We Are Free Only in the ‘We’.
At a Green Party event in Germany not long ago, the party’s co-leader Franziska Brantner said it was time to rethink what freedom means. We are free only in the ‘we’. It is a misunderstanding, she argued, to think of freedom as a possession. That picture — freedom as private property — comes above all from America, and was never the European idea of freedom. Brantner then cited the German philosopher Hannah Arendt, for whom freedom is an activity: it exists only while it is exercised, and only where people act together. Instead we sit alone in front of our screens and call that freedom. Someone who lives that way, she said, is not free but alone. It is worth hearing this from the far side of the Atlantic, because it is a claim about the reader as much as about a German party event.

Anyone who ends up as a wall-high portrait in their home town, cigarette in hand, usually has more to offer than a memorable line. The position is not casual. It stands in a venerable tradition. In The Human Condition (1958) and On Revolution (1963), Arendt worked out an account of freedom that goes back to the Greek polis: freedom is not a stock the individual carries about, but a practice that arises between people when they act together. Whoever falls out of that practice — through tyranny, through mass isolation, through the reduction of the human being to a consumer — loses freedom, even while formally holding every right.

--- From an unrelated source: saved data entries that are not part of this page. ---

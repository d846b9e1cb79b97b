//! Canonical table of the recognized primitive storage types: size, signedness, native bounds.

/// One of the fixed primitive storage types a field may use.
///
/// Parsed case-insensitively from the schema spellings `uint8`..`uint64`,
/// `int8`..`int64`, `float32`, `float64`.
#[derive(Debug, Clone, Copy, PartialEq, Eq, Hash)]
pub enum PrimitiveType {
    U8,
    U16,
    U32,
    U64,
    I8,
    I16,
    I32,
    I64,
    F32,
    F64,
}

impl PrimitiveType {
    /// Look up a type by its schema name. Returns `None` for unrecognized names;
    /// the validator reports those as shape violations.
    pub fn parse(name: &str) -> Option<PrimitiveType> {
        match name.to_ascii_lowercase().as_str() {
            "uint8" => Some(PrimitiveType::U8),
            "uint16" => Some(PrimitiveType::U16),
            "uint32" => Some(PrimitiveType::U32),
            "uint64" => Some(PrimitiveType::U64),
            "int8" => Some(PrimitiveType::I8),
            "int16" => Some(PrimitiveType::I16),
            "int32" => Some(PrimitiveType::I32),
            "int64" => Some(PrimitiveType::I64),
            "float32" => Some(PrimitiveType::F32),
            "float64" => Some(PrimitiveType::F64),
            _ => None,
        }
    }

    /// The schema spelling of this type.
    pub fn name(self) -> &'static str {
        match self {
            PrimitiveType::U8 => "uint8",
            PrimitiveType::U16 => "uint16",
            PrimitiveType::U32 => "uint32",
            PrimitiveType::U64 => "uint64",
            PrimitiveType::I8 => "int8",
            PrimitiveType::I16 => "int16",
            PrimitiveType::I32 => "int32",
            PrimitiveType::I64 => "int64",
            PrimitiveType::F32 => "float32",
            PrimitiveType::F64 => "float64",
        }
    }

    /// Storage size in bytes.
    pub fn size(self) -> usize {
        match self {
            PrimitiveType::U8 | PrimitiveType::I8 => 1,
            PrimitiveType::U16 | PrimitiveType::I16 => 2,
            PrimitiveType::U32 | PrimitiveType::I32 | PrimitiveType::F32 => 4,
            PrimitiveType::U64 | PrimitiveType::I64 | PrimitiveType::F64 => 8,
        }
    }

    /// Storage width in bits.
    pub fn bits(self) -> u32 {
        self.size() as u32 * 8
    }

    pub fn is_signed(self) -> bool {
        matches!(
            self,
            PrimitiveType::I8 | PrimitiveType::I16 | PrimitiveType::I32 | PrimitiveType::I64
        )
    }

    pub fn is_float(self) -> bool {
        matches!(self, PrimitiveType::F32 | PrimitiveType::F64)
    }

    /// Smallest representable native value, as `f64`.
    pub fn native_min(self) -> f64 {
        match self {
            PrimitiveType::F32 => f32::MIN as f64,
            PrimitiveType::F64 => f64::MIN,
            t if t.is_signed() => -(2f64.powi(t.bits() as i32 - 1)),
            _ => 0.0,
        }
    }

    /// Largest representable native value, as `f64`.
    pub fn native_max(self) -> f64 {
        match self {
            PrimitiveType::F32 => f32::MAX as f64,
            PrimitiveType::F64 => f64::MAX,
            t if t.is_signed() => 2f64.powi(t.bits() as i32 - 1) - 1.0,
            t => 2f64.powi(t.bits() as i32) - 1.0,
        }
    }
}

Brantner takes the ‘we’ from Arendt and turns it against the American tradition. That is a political shortening of the philosophical position, but it is not careless. She has a point.
What the point gets right
It is true that the American tradition thinks freedom differently. Jefferson, Madison and Hamilton write of rights the individual brings into the community, not of a community that grants the individual his rights. This is not egoism, and it is not what Brantner implies — the isolated consumer in front of a screen. It is a different answer to an old question: where does freedom arise, and who holds it?
The continental answer, the one humming in Brantner’s sentence, runs: freedom arises in the community and belongs to the ‘we’. The Anglo-American answer runs: freedom arises in the individual and is protected by the community. Both answers are philosophically defensible, both have a tradition, both produce consequences — for legal systems, for social policy, for the question of what the state may do and what it may not.
What Brantner does not say
What she does not say: this divide did not arise in America. America inherited it. Nor did it arise in the English Glorious Revolution of 1689, nor in Magna Carta in 1215, nor in the twelfth century under Henry II, who systematised the building of the Common Law. It reaches back into a layer that lies further down — into the question of how deeply Western Europe was Romanised, and which parts escaped Romanisation.
When Brantner stands where she can say this was never the European idea of freedom, she stands in a place that genuinely never took that idea up. But the reasons lie far before Hannah Arendt, far before Hegel and Rousseau, far before the Peace of Augsburg. They lie in an institutional layer from the fifth century — from the years when the last Roman troops left Britain while the Romanised administration in Gaul simply carried on.
The larger picture
You might think this a quarrel for the philosophy seminar. It is the opposite. The same dividing line that runs through Brantner’s sentence runs through the most concrete politics of the present — through the question of who regulates the digital age, and on what principle.
Brussels regulates pre-emptively. The General Data Protection Regulation of 2018, the Digital Services Act and the Digital Markets Act of 2022, the AI Act of 2024 — all set rules before a technology has established itself, to minimise the risks to society in advance. The guiding idea is written expressly into the European treaties: the precautionary principle, Article 191 of the Treaty on the Functioning of the European Union. When in doubt, secure first. Brussels means to set standards before reality forces them — and it succeeds often enough that people speak of a ‘Brussels effect’: whoever wants to sell in Europe adopts the European rules, and they become the global benchmark.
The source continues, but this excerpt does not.